Mart van Schijndel designed not only buildings, but also furniture and utensils. His product-design oeuvre is equivalent to his architectural work. In his eyes, a design for a building was unfinished unless he had also shaped much of the interior design and the furnishings – as is certainly the case in his own home. In addition to the design of the kitchen and bathrooms, many lighting fixtures, tables, chairs and utensils were designed and produced especially for this house. In many cases, these designs were not made in advance, but emerged in the early years of Van Schijndel living in the house.
The vase Delta is the most famous example of Van Schijndel’s preference for the triangular shape. The minimalist simplicity of the many pirated Delta Vase brought him international recognition. This design from 1981 is a true Dutch design classic. Unlike all other glass vases, this vase is not made from blown glass, but composed of three glass plates, glued together with silicone. The vase is now part of several museum collections, including those of the Stedelijk Museum in Amsterdam and Rotterdam Boijmans van Beuningen.

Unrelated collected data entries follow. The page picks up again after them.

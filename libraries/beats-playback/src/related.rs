//! Related-items continuation cache
//!
//! Holds the fallback list used when the active list is exhausted. Each
//! refresh is tagged with a monotonically increasing sequence number; only the
//! latest request may replace the cache, and only while its seed track is
//! still the current track.

use beats_core::{Track, TrackId};
use std::fmt::Display;
use tracing::debug;

/// Handle for one in-flight related-items fetch
#[derive(Debug, Clone, PartialEq, Eq)]
pub struct RelatedRequest {
    seq: u64,
    track_id: TrackId,
}

impl RelatedRequest {
    /// Sequence number of this request
    pub fn seq(&self) -> u64 {
        self.seq
    }

    /// Seed track id
    pub fn track_id(&self) -> &TrackId {
        &self.track_id
    }
}

/// Outcome of completing a related-items request
#[derive(Debug, Clone, Copy, PartialEq, Eq)]
pub enum RelatedOutcome {
    /// The cache was replaced
    Applied,
    /// A newer request has been issued since
    Superseded,
    /// The seed track is no longer current
    Stale,
    /// The fetch failed; the previous cache is kept
    Failed,
}

/// Related-items cache keyed by seed track
#[derive(Debug, Default, Clone)]
pub struct RelatedItems {
    keyed_by: Option<TrackId>,
    tracks: Vec<Track>,
    latest_seq: u64,
}

impl RelatedItems {
    /// Create an empty cache
    pub fn new() -> Self {
        Self::default()
    }

    /// Start a refresh for `track_id`, superseding any earlier request
    pub fn begin(&mut self, track_id: TrackId) -> RelatedRequest {
        self.latest_seq += 1;
        debug!(seq = self.latest_seq, track_id = %track_id, "Related items requested");
        RelatedRequest {
            seq: self.latest_seq,
            track_id,
        }
    }

    /// Apply the result of `request`
    ///
    /// `current` is the controller's current track id at completion time.
    pub fn complete<E: Display>(
        &mut self,
        request: &RelatedRequest,
        result: std::result::Result<Vec<Track>, E>,
        current: Option<&TrackId>,
    ) -> RelatedOutcome {
        if request.seq != self.latest_seq {
            debug!(
                seq = request.seq,
                latest = self.latest_seq,
                "Discarding superseded related items"
            );
            return RelatedOutcome::Superseded;
        }
        if current != Some(&request.track_id) {
            debug!(
                track_id = %request.track_id,
                "Discarding related items for a track no longer playing"
            );
            return RelatedOutcome::Stale;
        }

        match result {
            Ok(tracks) => {
                let tracks: Vec<Track> = tracks
                    .into_iter()
                    .filter(|t| t.id() != &request.track_id)
                    .collect();
                debug!(track_id = %request.track_id, count = tracks.len(), "Related items updated");
                self.tracks = tracks;
                self.keyed_by = Some(request.track_id.clone());
                RelatedOutcome::Applied
            }
            Err(e) => {
                debug!(
                    track_id = %request.track_id,
                    error = %e,
                    "Related items fetch failed, keeping previous"
                );
                RelatedOutcome::Failed
            }
        }
    }

    /// Cached tracks
    pub fn tracks(&self) -> &[Track] {
        &self.tracks
    }

    /// Seed track the cache was computed for
    pub fn keyed_by(&self) -> Option<&TrackId> {
        self.keyed_by.as_ref()
    }

    /// Check if the cache holds no tracks
    pub fn is_empty(&self) -> bool {
        self.tracks.is_empty()
    }

    /// Sequence number of the most recently issued request
    pub fn latest_seq(&self) -> u64 {
        self.latest_seq
    }
}
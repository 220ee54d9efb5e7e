//! Types for search API requests and responses.

use beats_core::Track;
use serde::Deserialize;
use std::time::Duration;
use tracing::debug;

/// Default search API base URL
pub const DEFAULT_BASE_URL: &str = "https://www.googleapis.com/youtube/v3";

/// Default suggestion endpoint
pub const DEFAULT_SUGGEST_URL: &str = "https://suggestqueries.google.com/complete/search";

/// Video category restricting searches to music
pub const MUSIC_CATEGORY_ID: &str = "10";

/// Configuration for the search API client.
#[derive(Debug, Clone)]
pub struct SearchClientConfig {
    /// Base URL of the search API (e.g., "https://www.googleapis.com/youtube/v3")
    pub base_url: String,
    /// Suggestion endpoint URL
    pub suggest_url: String,
    /// API key sent with search and related-items requests
    pub api_key: String,
    /// Result cap for searches
    pub max_results: u32,
    /// Result cap for related-items requests
    pub related_max_results: u32,
    /// Request timeout
    pub timeout: Duration,
}

impl SearchClientConfig {
    /// Create a config with the default endpoints and the given API key.
    pub fn new(api_key: impl Into<String>) -> Self {
        Self {
            api_key: api_key.into(),
            ..Self::default()
        }
    }

    /// Point both endpoints at `base_url` (used against mock servers).
    pub fn with_base_url(mut self, base_url: impl Into<String>) -> Self {
        let base_url = base_url.into();
        self.suggest_url = format!("{}/complete/search", base_url.trim_end_matches('/'));
        self.base_url = base_url;
        self
    }
}

impl Default for SearchClientConfig {
    fn default() -> Self {
        Self {
            base_url: DEFAULT_BASE_URL.to_string(),
            suggest_url: DEFAULT_SUGGEST_URL.to_string(),
            api_key: String::new(),
            max_results: 15,
            related_max_results: 10,
            timeout: Duration::from_secs(10),
        }
    }
}

// =============================================================================
// Search Response Types
// =============================================================================

/// Response of the search endpoint (search and related items).
#[derive(Debug, Deserialize)]
pub struct SearchResponse {
    #[serde(default)]
    pub items: Vec<SearchItem>,
}

impl SearchResponse {
    /// Convert the items into tracks, skipping entries that are not videos.
    pub fn into_tracks(self) -> Vec<Track> {
        self.items
            .into_iter()
            .filter_map(SearchItem::into_track)
            .collect()
    }
}

/// One search hit.
#[derive(Debug, Deserialize)]
pub struct SearchItem {
    #[serde(default)]
    pub id: ItemId,
    pub snippet: Option<Snippet>,
}

impl SearchItem {
    fn into_track(self) -> Option<Track> {
        let snippet = self.snippet.unwrap_or_default();
        let artwork = snippet.thumbnails.and_then(Thumbnails::best);

        match Track::from_api(
            self.id.video_id.as_deref(),
            snippet.title.as_deref(),
            artwork.as_deref(),
        ) {
            Ok(track) => Some(track),
            Err(e) => {
                debug!(error = %e, "Skipping search item");
                None
            }
        }
    }
}

/// Identifier block of a search hit.
#[derive(Debug, Default, Deserialize)]
#[serde(rename_all = "camelCase")]
pub struct ItemId {
    /// Present for video hits only
    pub video_id: Option<String>,
}

/// Descriptive part of a search hit.
#[derive(Debug, Default, Deserialize)]
pub struct Snippet {
    pub title: Option<String>,
    pub thumbnails: Option<Thumbnails>,
}

/// Thumbnail variants of a search hit.
#[derive(Debug, Default, Deserialize)]
pub struct Thumbnails {
    pub medium: Option<Thumbnail>,
    pub high: Option<Thumbnail>,
    pub default: Option<Thumbnail>,
}

impl Thumbnails {
    /// Medium artwork, falling back to the other sizes
    fn best(self) -> Option<String> {
        self.medium
            .or(self.high)
            .or(self.default)
            .map(|t| t.url)
    }
}

/// A single thumbnail.
#[derive(Debug, Deserialize)]
pub struct Thumbnail {
    pub url: String,
}

/// Error body returned by the search API.
#[derive(Debug, Deserialize)]
pub struct ApiErrorResponse {
    pub error: ApiErrorBody,
}

#[derive(Debug, Deserialize)]
pub struct ApiErrorBody {
    #[serde(default)]
    pub message: String,
}

#[cfg(test)]
mod tests {
    use super::*;

    #[test]
    fn parses_video_items() {
        let json = r#"{
            "items": [
                {
                    "id": { "kind": "youtube#video", "videoId": "abc123" },
                    "snippet": {
                        "title": "Blue in Green",
                        "thumbnails": {
                            "default": { "url": "https://i.ytimg.com/vi/abc123/default.jpg" },
                            "medium": { "url": "https://i.ytimg.com/vi/abc123/mqdefault.jpg" }
                        }
                    }
                }
            ]
        }"#;

        let tracks = serde_json::from_str::<SearchResponse>(json)
            .unwrap()
            .into_tracks();
        assert_eq!(tracks.len(), 1);
        assert_eq!(tracks[0].id().as_str(), "abc123");
        assert_eq!(tracks[0].title(), "Blue in Green");
        assert_eq!(
            tracks[0].artwork_url(),
            "https://i.ytimg.com/vi/abc123/mqdefault.jpg"
        );
    }

    #[test]
    fn skips_non_video_items() {
        let json = r#"{
            "items": [
                { "id": { "kind": "youtube#channel", "channelId": "UC1" }, "snippet": { "title": "Channel" } },
                { "id": { "videoId": "v2" } }
            ]
        }"#;

        let tracks = serde_json::from_str::<SearchResponse>(json)
            .unwrap()
            .into_tracks();
        assert_eq!(tracks.len(), 1);
        assert_eq!(tracks[0].title(), beats_core::types::UNTITLED);
        assert_eq!(tracks[0].artwork_url(), "");
    }

    #[test]
    fn missing_items_is_empty() {
        let response: SearchResponse = serde_json::from_str("{}").unwrap();
        assert!(response.into_tracks().is_empty());
    }

    #[test]
    fn base_url_override_moves_suggestions() {
        let config = SearchClientConfig::new("key").with_base_url("http://127.0.0.1:9000/");
        assert_eq!(config.suggest_url, "http://127.0.0.1:9000/complete/search");
        assert_eq!(config.max_results, 15);
    }
}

The bookshelves are formed from 3 mm-thin, clear anodised aluminium panels. Because they are folded both downwards and upwards, they have more than enough stiffness to carry a row of books. They are relatively large in area. The supporting strength of one of the walls in the office was limited, which would tear ordinary bookshelves loose, but thanks to the large vertical pressure surface here the forces can be spread over a larger area. The folded-over, triangle- shaped raised profiles provide a continuous pattern on the wall through which unity is established.